Canada and the United States



Judith Tydor Baumel. The "Bergson Boys" and the Origins of Contemporary Zionist Militancy. Translated by Dena Ordan. Foreword by Moshe Arens. (Modern Jewish History.) Syracuse, N.Y.: Syracuse University Press. 2005. Pp. xxx, 331. $45.00.

Public participation in ethnic causes has become a standard part of the American social landscape. One does not have to be Jewish, Italian, Irish, Polish, Native American, Black, Asian, or Latino to join hands. According to Judith Tydor Baumel, the practice of making mass appeals, deeply human, interdenominational, and interethnic, welcoming diplomats, ministers, and non-Jewish public officials to the podium, was popularized more than six decades ago by a tiny delegation of media-sensitive, politically savvy Jews named the "Bergson Boys." For Baumel, the issue is not whether they won or lost during the Holocaust: their legacy for the United States was how they played the media game. 1
      Baumel's monograph is a translation of her previously published (1999) work.
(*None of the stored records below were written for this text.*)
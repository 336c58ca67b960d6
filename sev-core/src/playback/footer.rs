//! Ambient footer music
//!
//! Looping background track with a play/pause toggle and a volume control.
//! It never starts on its own: the first document-level interaction starts
//! it, except a click on the "Start" control, which gives up on autostart so
//! the music does not fight the intro. While a game sequence runs the music
//! pauses and it resumes when the sequence ends.

use crate::input::UserInput;
use crate::playback::autoplay::{AutoplayGate, AutoplayState};
use crate::playback::media::SharedMedia;
use sev_common::config::FooterSettings;
use sev_common::events::{EventBus, PromoEvent};
use std::sync::Arc;
use tokio::sync::broadcast::error::RecvError;
use tokio::sync::Mutex;
use tokio::task::JoinHandle;
use tracing::{debug, info, warn};

pub struct AmbientAudio {
    source: String,
    gate: AutoplayGate,
    playing: bool,
    volume: f64,
}

impl AmbientAudio {
    /// Mount with the configured volume, waiting for the first interaction
    pub fn mount(settings: &FooterSettings, media: SharedMedia) -> Self {
        let volume = settings.volume.clamp(0.0, 1.0);
        media.set_volume(volume);
        let mut gate = AutoplayGate::new("footer", media);
        gate.defer();
        debug!(source = %settings.source, volume, "Footer music mounted");
        Self {
            source: settings.source.clone(),
            gate,
            playing: false,
            volume,
        }
    }

    pub fn source(&self) -> &str {
        &self.source
    }

    pub fn is_playing(&self) -> bool {
        self.playing
    }

    pub fn volume(&self) -> f64 {
        self.volume
    }

    /// Still waiting for the first interaction
    pub fn awaiting_first_interaction(&self) -> bool {
        self.gate.state() == AutoplayState::AwaitingUserGesture
    }

    /// First-interaction autostart; later inputs are ignored
    pub fn on_input(&mut self, input: &UserInput) {
        if !self.awaiting_first_interaction() || !input.is_gesture(true) {
            return;
        }
        if input.is_start_button_click() {
            self.gate.abandon();
            debug!("Start control clicked, footer autostart abandoned");
            return;
        }
        if self.gate.on_user_gesture() == AutoplayState::Playing {
            self.playing = true;
            info!(source = %self.source, "Footer music started");
        }
    }

    /// Play/pause control
    pub fn toggle(&mut self) -> bool {
        // An explicit toggle settles the first-interaction question too
        self.gate.abandon();

        let media = self.gate.media();
        if self.playing {
            media.pause();
            self.playing = false;
        } else {
            match media.play() {
                Ok(()) => self.playing = true,
                Err(e) => {
                    warn!(error = %e, "Footer music failed to start");
                    self.playing = false;
                }
            }
        }
        self.playing
    }

    /// Volume control (clamped to 0.0 to 1.0)
    pub fn set_volume(&mut self, volume: f64) {
        let volume = if volume.is_nan() { 0.0 } else { volume.clamp(0.0, 1.0) };
        self.volume = volume;
        self.gate.media().set_volume(volume);
    }

    /// The track reached its end
    pub fn on_ended(&mut self) {
        self.playing = false;
    }

    /// React to game lifecycle signals; other events are ignored
    pub fn handle_event(&mut self, event: &PromoEvent) {
        match event {
            PromoEvent::GameStarted { .. } => {
                if self.playing {
                    self.gate.media().pause();
                    self.playing = false;
                    debug!("Footer music paused for game");
                }
            }
            PromoEvent::GameEnded { .. } => {
                if !self.playing {
                    match self.gate.media().play() {
                        Ok(()) => {
                            self.playing = true;
                            debug!("Footer music resumed after game");
                        }
                        Err(e) => debug!(error = %e, "Footer music resume refused"),
                    }
                }
            }
            _ => {}
        }
    }
}

/// Forward bus events to the footer until the bus closes
pub fn spawn_listener(footer: Arc<Mutex<AmbientAudio>>, bus: &EventBus) -> JoinHandle<()> {
    let mut rx = bus.subscribe();
    tokio::spawn(async move {
        loop {
            match rx.recv().await {
                Ok(event) => footer.lock().await.handle_event(&event),
                Err(RecvError::Lagged(skipped)) => {
                    warn!(skipped, "Footer listener lagged behind event bus");
                }
                Err(RecvError::Closed) => break,
            }
        }
        debug!("Footer listener stopped");
    })
}
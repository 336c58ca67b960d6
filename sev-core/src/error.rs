//! Error types for sev-core
//!
//! Defines module-specific error types using thiserror for clear error propagation.
//! Nothing here is fatal to the process: components convert these into state
//! (counters, flags, modals) instead of letting them cross view boundaries.

use thiserror::Error;

/// Main error type for sev-core
///
/// Component failures (fetch, media, wallet) have their own enums below and
/// never reach this type: they are recorded as state where they happen.
#[derive(Error, Debug)]
pub enum Error {
    /// Configuration loading or validation errors
    #[error("Configuration error: {0}")]
    Config(#[from] sev_common::Error),

    /// Action refused because the preloader has not finished
    #[error("Assets still loading: {percent}% complete")]
    NotReady { percent: u8 },
}

/// Asset fetch failures
///
/// Every variant is recorded in the preload state and counted as settled.
#[derive(Error, Debug, Clone, PartialEq, Eq)]
pub enum FetchError {
    /// Server answered with a non-2xx status
    #[error("HTTP error! status: {0}")]
    Status(u16),

    /// Request could not be completed or the body could not be read
    #[error("{0}")]
    Transport(String),

    /// Manifest entry could not be resolved to a URL
    #[error("invalid asset URL: {0}")]
    InvalidUrl(String),
}

/// Media element failures
#[derive(Error, Debug, Clone, PartialEq, Eq)]
pub enum MediaError {
    /// The runtime rejected unsolicited playback start
    #[error("Playback blocked until user interaction")]
    PlaybackBlocked,
}

/// Wallet provider failures
#[derive(Error, Debug, Clone, PartialEq, Eq)]
pub enum WalletError {
    /// No injected provider in this environment
    #[error("Wallet provider not available")]
    MissingCapability,

    /// The user or the provider rejected the request
    #[error("Wallet request rejected: {0}")]
    Rejected(String),

    /// A connection request is already waiting on the provider
    #[error("Wallet request already pending")]
    Pending,

    /// Provider answered with no accounts
    #[error("Wallet returned no accounts")]
    NoAccounts,
}

/// Convenience Result type using sev-core Error
pub type Result<T> = std::result::Result<T, Error>;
It should have a wider readership now as a study of how a marginal political lobbying group shaped its environment to suit its needs. Historiographically speaking, scholars have acknowledged this process but minimize its impact or are negatively disposed to its ultimate contribution, with the exceptions of David Wyman and Rafael Medoff. Baumel's approach relies on an examination of the group's dynamic and psychology, which are analytic rather than judgmental categories. . . .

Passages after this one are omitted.